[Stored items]
········

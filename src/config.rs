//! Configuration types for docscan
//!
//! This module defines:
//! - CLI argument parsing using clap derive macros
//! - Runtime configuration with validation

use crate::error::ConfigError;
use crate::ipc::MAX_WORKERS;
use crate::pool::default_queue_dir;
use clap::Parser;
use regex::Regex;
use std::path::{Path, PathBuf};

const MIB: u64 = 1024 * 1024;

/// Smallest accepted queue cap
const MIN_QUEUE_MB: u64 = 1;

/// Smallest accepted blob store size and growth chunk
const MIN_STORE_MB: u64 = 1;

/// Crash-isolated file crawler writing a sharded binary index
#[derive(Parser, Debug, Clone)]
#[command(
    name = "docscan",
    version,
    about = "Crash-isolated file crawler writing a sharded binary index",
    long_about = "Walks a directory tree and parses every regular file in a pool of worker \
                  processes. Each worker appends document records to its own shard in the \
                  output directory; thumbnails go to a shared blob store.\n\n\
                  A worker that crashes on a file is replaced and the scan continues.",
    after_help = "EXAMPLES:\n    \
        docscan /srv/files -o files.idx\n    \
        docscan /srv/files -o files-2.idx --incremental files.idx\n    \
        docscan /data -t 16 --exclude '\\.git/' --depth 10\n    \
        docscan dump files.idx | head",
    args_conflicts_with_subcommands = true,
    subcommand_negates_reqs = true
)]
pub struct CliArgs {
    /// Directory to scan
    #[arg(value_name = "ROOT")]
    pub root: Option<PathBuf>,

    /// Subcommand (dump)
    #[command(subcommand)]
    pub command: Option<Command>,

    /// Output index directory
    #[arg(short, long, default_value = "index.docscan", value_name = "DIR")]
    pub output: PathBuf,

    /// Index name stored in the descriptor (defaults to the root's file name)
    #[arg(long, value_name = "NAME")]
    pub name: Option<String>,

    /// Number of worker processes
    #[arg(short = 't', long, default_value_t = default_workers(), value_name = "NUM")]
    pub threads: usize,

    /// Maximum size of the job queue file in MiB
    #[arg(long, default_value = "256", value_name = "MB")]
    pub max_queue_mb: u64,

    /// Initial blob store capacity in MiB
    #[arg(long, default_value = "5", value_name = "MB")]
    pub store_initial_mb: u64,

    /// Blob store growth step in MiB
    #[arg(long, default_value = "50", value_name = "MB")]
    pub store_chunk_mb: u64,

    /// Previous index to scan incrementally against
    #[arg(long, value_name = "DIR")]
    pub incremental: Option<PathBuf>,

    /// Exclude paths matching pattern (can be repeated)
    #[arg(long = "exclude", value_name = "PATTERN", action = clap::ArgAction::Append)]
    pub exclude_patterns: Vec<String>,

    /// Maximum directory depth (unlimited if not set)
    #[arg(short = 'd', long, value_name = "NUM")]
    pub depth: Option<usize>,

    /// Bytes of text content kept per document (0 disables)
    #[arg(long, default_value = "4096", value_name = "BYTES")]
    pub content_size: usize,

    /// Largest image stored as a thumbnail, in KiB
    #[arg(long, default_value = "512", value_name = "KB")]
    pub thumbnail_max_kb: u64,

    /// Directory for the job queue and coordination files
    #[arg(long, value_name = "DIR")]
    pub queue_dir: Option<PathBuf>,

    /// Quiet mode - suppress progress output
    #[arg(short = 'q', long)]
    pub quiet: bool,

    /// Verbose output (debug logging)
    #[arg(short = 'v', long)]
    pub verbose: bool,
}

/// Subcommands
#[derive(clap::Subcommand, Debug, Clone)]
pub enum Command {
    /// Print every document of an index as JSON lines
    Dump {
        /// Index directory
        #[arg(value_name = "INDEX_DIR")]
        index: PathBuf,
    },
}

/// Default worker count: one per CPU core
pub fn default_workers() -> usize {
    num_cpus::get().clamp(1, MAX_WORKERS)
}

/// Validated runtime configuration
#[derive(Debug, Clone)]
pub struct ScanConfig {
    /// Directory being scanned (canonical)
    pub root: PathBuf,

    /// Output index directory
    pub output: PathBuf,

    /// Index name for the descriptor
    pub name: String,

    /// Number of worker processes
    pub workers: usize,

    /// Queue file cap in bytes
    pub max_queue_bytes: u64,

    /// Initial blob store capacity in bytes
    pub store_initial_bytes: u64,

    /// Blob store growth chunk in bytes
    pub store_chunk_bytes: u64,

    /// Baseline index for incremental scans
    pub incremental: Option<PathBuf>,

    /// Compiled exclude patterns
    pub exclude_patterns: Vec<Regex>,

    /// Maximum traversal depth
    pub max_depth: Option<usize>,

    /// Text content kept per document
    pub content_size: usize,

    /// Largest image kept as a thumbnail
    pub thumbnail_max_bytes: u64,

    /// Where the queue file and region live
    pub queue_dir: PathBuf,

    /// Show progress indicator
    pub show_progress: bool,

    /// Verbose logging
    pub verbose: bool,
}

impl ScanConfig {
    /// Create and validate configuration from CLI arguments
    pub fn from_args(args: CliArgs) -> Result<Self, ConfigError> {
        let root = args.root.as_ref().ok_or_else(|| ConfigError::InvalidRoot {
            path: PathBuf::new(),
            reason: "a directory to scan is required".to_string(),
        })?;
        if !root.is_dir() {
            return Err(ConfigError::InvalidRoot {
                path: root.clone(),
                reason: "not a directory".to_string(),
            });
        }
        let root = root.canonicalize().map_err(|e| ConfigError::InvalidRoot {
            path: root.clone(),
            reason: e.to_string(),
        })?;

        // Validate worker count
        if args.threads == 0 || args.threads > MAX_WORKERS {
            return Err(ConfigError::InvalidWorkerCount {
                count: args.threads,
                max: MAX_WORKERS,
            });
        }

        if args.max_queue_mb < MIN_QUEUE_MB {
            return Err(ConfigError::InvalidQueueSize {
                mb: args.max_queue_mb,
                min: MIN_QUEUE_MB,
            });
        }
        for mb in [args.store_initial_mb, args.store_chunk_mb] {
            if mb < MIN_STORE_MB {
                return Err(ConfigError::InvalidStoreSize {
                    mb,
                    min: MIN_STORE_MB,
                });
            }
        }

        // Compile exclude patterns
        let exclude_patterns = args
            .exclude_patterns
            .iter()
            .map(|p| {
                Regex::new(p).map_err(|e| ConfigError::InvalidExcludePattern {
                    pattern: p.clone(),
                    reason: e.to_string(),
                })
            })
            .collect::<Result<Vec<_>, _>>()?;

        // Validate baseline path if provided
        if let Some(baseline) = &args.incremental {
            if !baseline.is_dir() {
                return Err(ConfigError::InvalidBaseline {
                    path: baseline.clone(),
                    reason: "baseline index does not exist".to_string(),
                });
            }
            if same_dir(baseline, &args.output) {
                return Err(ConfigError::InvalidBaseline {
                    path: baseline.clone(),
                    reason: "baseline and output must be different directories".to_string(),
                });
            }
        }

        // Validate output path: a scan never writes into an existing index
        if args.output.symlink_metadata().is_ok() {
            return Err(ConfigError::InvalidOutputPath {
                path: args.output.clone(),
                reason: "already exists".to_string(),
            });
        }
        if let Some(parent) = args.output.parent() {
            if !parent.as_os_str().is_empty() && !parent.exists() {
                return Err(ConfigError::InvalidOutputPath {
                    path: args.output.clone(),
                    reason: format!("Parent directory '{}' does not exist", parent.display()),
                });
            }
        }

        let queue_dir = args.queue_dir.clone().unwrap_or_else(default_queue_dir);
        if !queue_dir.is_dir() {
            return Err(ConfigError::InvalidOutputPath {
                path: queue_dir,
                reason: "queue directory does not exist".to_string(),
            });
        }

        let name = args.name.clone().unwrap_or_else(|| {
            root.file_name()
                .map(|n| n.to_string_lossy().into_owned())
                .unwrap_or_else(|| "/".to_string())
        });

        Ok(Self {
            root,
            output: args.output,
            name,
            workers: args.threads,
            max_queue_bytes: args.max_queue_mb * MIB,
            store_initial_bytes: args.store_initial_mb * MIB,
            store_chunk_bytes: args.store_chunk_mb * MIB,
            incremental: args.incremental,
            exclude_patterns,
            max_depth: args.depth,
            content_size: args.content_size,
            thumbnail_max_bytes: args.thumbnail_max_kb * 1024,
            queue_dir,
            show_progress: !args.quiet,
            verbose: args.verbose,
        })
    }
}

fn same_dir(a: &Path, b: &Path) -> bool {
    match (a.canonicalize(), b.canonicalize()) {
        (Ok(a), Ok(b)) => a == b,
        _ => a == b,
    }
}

········

▸ **WHAT THE TASK REQUIRES**: Copy out each line of the data above, exactly, if it lies between the line holding "A worker that" and the line holding "docscan /srv/files -o files-2.idx", inclusive; copy no other line.

▸ **EXPECTED ANSWER**:
                  A worker that crashes on a file is replaced and the scan continues.",
    after_help = "EXAMPLES:\n    \
        docscan /srv/files -o files.idx\n    \
        docscan /srv/files -o files-2.idx --incremental files.idx\n    \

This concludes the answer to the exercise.